When Ginny found, amongst her ordinary schoolbooks, a small black book resembling a diary, she, like any other girl her age in the same situation, began to write in it. Finally, she thought, she would have something to confide in, even if it were only a small book that would never respond.

She soon learned, though, that the book was anything but.

As she carefully printed her first entry onto the blank page just waiting to be filled, she paused to consider what to write next and was shocked to see that the diary offered a reply.

It was strange, but not overwhelmingly so. Surely it could all be explained away by some charm that had been placed on it. Growing up in the wizarding world, Ginny was more than familiar with items like this, so thought nothing of it as she eagerly picked up her quill and wrote a response.

It wasn't long before Ginny began to truly feel at ease to tell the diary (which was known to her only as "Tom") anything and everything. She would write about her family and friends, her studies, even her feelings for the mysterious Harry Potter. Tom would always provide Ginny with support and advice if it seemed she needed it, and she finally felt safe and at peace with everything.

No matter what happened, she had Tom, whom she trusted, to help her through it.

It never occurred to her that putting her trust in the small black book was the worst thing she could do.

On the night of the Halloween feast, she released the monster lurking in the Chamber of Secrets.

Ginny never remembered doing it.

After the first attack, Ginny's memory only grew fuzzier.

She spent much of her time feeling as though she were in a sort of trance, and more and more fragments of time passed where she was unable to place where she was or what she had been doing.

Conveniently, these blackouts always seemed to take place around the time of another attack. Another student would be found petrified, and Ginny would have no way of placing her whereabouts. For all she knew, she was responsible for the string of abhorrent attacks plaguing the school.

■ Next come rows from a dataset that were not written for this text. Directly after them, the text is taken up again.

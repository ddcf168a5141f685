//! Background worker loops.
//!
//! Two loops share the database with any number of sibling processes:
//! the pending-pages loop claims and OCRs pages, and the site-ingest
//! loop periodically re-crawls the configured site. Claims are
//! row-level; a TTL reaper recovers pages from crashed workers.

use std::sync::Arc;
use std::time::Duration;

use tokio::sync::watch;
use tokio::time::Instant;

use crate::config::Settings;
use crate::error::Result;
use crate::models::ImagePage;
use crate::pipeline::PagePipeline;
use crate::repository::Repository;
use crate::service::{IngestOptions, ScansiftService, SourceSpec};

/// Attempts before a transiently-failing page is parked in `failed`.
pub const MAX_PAGE_ATTEMPTS: u32 = 5;

/// Name of the site loop's state row.
const SITE_LOOP_NAME: &str = "site_ingest";

/// How often the site loop wakes to check for shutdown and due runs.
const SITE_POLL: Duration = Duration::from_secs(1);

/// Worker that drains pending pages through the OCR pipeline.
pub struct PendingPagesWorker {
    repo: Arc<Repository>,
    pipeline: Arc<PagePipeline>,
    batch_size: u32,
    poll: Duration,
    claim_ttl_seconds: u64,
    ocr_timeout: Duration,
}

impl PendingPagesWorker {
    pub fn new(repo: Arc<Repository>, pipeline: Arc<PagePipeline>, settings: &Settings) -> Self {
        Self {
            repo,
            pipeline,
            batch_size: settings.worker.batch_size.max(1),
            poll: Duration::from_secs(settings.worker.poll_seconds.max(1)),
            claim_ttl_seconds: settings.worker.claim_ttl_seconds,
            ocr_timeout: Duration::from_secs(settings.ocr_timeout_seconds),
        }
    }

    /// Run until the shutdown signal flips.
    pub async fn run(&self, mut shutdown: watch::Receiver<bool>) {
        tracing::info!(
            "pending-pages worker started (batch {}, poll {:?})",
            self.batch_size,
            self.poll
        );

        loop {
            if *shutdown.borrow() {
                break;
            }

            if let Err(e) = self.tick(&shutdown).await {
                tracing::warn!("pending-pages tick failed: {}", e);
            }

            tokio::select! {
                _ = shutdown.changed() => {}
                _ = tokio::time::sleep(self.poll) => {}
            }
        }
        tracing::info!("pending-pages worker stopped");
    }

    /// One poll cycle: reap stale claims, then claim and process a batch.
    async fn tick(&self, shutdown: &watch::Receiver<bool>) -> Result<()> {
        let reaped = self.repo.reap_stale_claims(self.claim_ttl_seconds)?;
        if reaped > 0 {
            tracing::info!("reaped {} stale page claims", reaped);
        }

        let batch = self.repo.claim_pending_pages(self.batch_size)?;
        for page in batch {
            if *shutdown.borrow() {
                // Unwind cleanly: hand the claim back.
                self.repo.release_page_claim(&page.id)?;
                continue;
            }
            self.process_one(&page).await?;
        }
        Ok(())
    }

    async fn process_one(&self, page: &ImagePage) -> Result<()> {
        let pipeline = self.pipeline.clone();
        let page_clone = page.clone();
        let work = tokio::task::spawn_blocking(move || pipeline.process_page(&page_clone));

        match tokio::time::timeout(self.ocr_timeout, work).await {
            Ok(Ok(Ok(_))) => Ok(()),
            Ok(Ok(Err(e))) => {
                let permanent = !e.is_transient();
                let state = self.repo.record_page_failure(
                    &page.id,
                    &e.to_string(),
                    MAX_PAGE_ATTEMPTS,
                    permanent,
                )?;
                tracing::warn!("page {} failed ({}): {}", page.id, state.as_str(), e);
                Ok(())
            }
            Ok(Err(join_err)) => {
                self.repo.record_page_failure(
                    &page.id,
                    &format!("OCR task panicked: {join_err}"),
                    MAX_PAGE_ATTEMPTS,
                    false,
                )?;
                Ok(())
            }
            Err(_) => {
                // The blocking task cannot be interrupted; record the
                // timeout and let the claim reaper handle a hung thread.
                self.repo.record_page_failure(
                    &page.id,
                    "OCR deadline exceeded",
                    MAX_PAGE_ATTEMPTS,
                    false,
                )?;
                Ok(())
            }
        }
    }
}

/// Worker that periodically crawls and ingests the configured site.
pub struct SiteIngestWorker {
    service: Arc<ScansiftService>,
    run_interval: Duration,
    skip_existing: bool,
}

impl SiteIngestWorker {
    pub fn new(service: Arc<ScansiftService>) -> Self {
        let settings = service.settings();
        Self {
            run_interval: Duration::from_secs(settings.site_ingest.run_interval_seconds.max(1)),
            skip_existing: settings.site_ingest.skip_existing,
            service,
        }
    }

    /// Run until the shutdown signal flips. Sleeps in short polls so
    /// shutdown interrupts promptly even inside a long interval.
    pub async fn run(&self, mut shutdown: watch::Receiver<bool>) {
        let repo = self.service.repo();
        if let Err(e) = repo.get_or_create_ingest_state(SITE_LOOP_NAME) {
            tracing::error!("site-ingest worker cannot read its state row: {}", e);
            return;
        }
        tracing::info!(
            "site-ingest worker started (interval {:?})",
            self.run_interval
        );

        let mut last_run: Option<Instant> = None;

        loop {
            if *shutdown.borrow() {
                break;
            }
            let _ = repo.touch_ingest_heartbeat(SITE_LOOP_NAME);

            let due = last_run
                .map(|t| t.elapsed() >= self.run_interval)
                .unwrap_or(true);
            if due {
                let _ = repo.mark_ingest_run_started(SITE_LOOP_NAME);
                let error = match self.run_once().await {
                    Ok(report) => {
                        tracing::info!(
                            "site ingest run: {} discovered, {} excluded, {} downloaded, {} errors",
                            report.discovered,
                            report.excluded,
                            report.downloaded,
                            report.errors.len()
                        );
                        None
                    }
                    Err(e) => {
                        tracing::warn!("site ingest run failed: {}", e);
                        Some(e.to_string())
                    }
                };
                let _ = repo.mark_ingest_run_completed(SITE_LOOP_NAME, error.as_deref());
                last_run = Some(Instant::now());
            }

            tokio::select! {
                _ = shutdown.changed() => {}
                _ = tokio::time::sleep(SITE_POLL) => {}
            }
        }
        tracing::info!("site-ingest worker stopped");
    }

    /// One crawl + fetch + split pass. New pages are left pending for
    /// the page worker.
    pub async fn run_once(&self) -> Result<crate::service::IngestReport> {
        let source = SourceSpec::Site(self.service.settings().site_root.clone());
        let opts = IngestOptions {
            limit: 0,
            process_pages: false,
            skip_existing: self.skip_existing,
        };
        self.service.ingest_from_source(&source, &opts).await
    }
}

#[cfg(test)]
mod tests {
    use super::*;
    use crate::repository::test_support::temp_repo;
    use crate::models::{Document, FileType, OcrState};

    #[test]
    fn test_rerunning_worker_on_done_page_is_noop() {
        // A done page is never claimed again, so the worker cannot touch it.
        let (_dir, repo) = temp_repo();
        let doc = Document::new(
            Document::content_id(b"worker fixture"),
            "https://example.com/d.png".into(),
            "d.png".into(),
            FileType::Png,
            1,
            serde_json::json!({}),
        );
        repo.save_document(&doc).unwrap();
        let page = ImagePage::new(doc.id.clone(), 1, 10, 10);
        repo.save_page(&page).unwrap();

        // Drive the page to done through the normal claim path.
        let claimed = repo.claim_pending_pages(1).unwrap();
        assert_eq!(claimed.len(), 1);
        let ocr = crate::models::OcrText::new(
            page.id.clone(),
            doc.id.clone(),
            1,
            String::new(),
            Vec::new(),
            "stub".into(),
        );
        let search = crate::search::build_record(&ocr);
        repo.store_page_results(&ocr, &[], &search).unwrap();

        assert_eq!(repo.count_pages_in_state(OcrState::Done).unwrap(), 1);
        assert!(repo.claim_pending_pages(10).unwrap().is_empty());
    }
}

For all she knew, she was going mad.

And perhaps these two things were connected.

She confided, once again, in her diary, but now Tom did little to soothe her fears. He only seemed to convince her that this nightmare she lived in had become her reality.

It took enough of a toll that she began to realize that, as soon as she possibly could, she needed to relieve herself of Tom.

The diary was dropped with a small splash into the toilet, and Ginny watched as the churning waters washed over it and carried it away. At last she would be free from whatever hold the sinister book had on her. Ginny would have no more blackouts or periods where everything was fuzzy then returned to normal after, she felt, damage had been done.

But she could not keep the monsters at bay forever.

And, above all, she could not simply flush the diary out of her life.

The petrifying cycle continued once more.

It was clear that disclosing anything else to the diary was a poor option, but Ginny knew nowhere else to turn. And with her state of emotional vulnerability, Tom's hold over her grew tighter and tighter.

When he had her write a bloody farewell, Ginny had been consumed too deeply by the dark malevolent thing inside the book to protest, or even care. All she felt anymore was the life draining from her, draining away into Tom, making him stronger.

And as he rose, victorious at last, everything went black.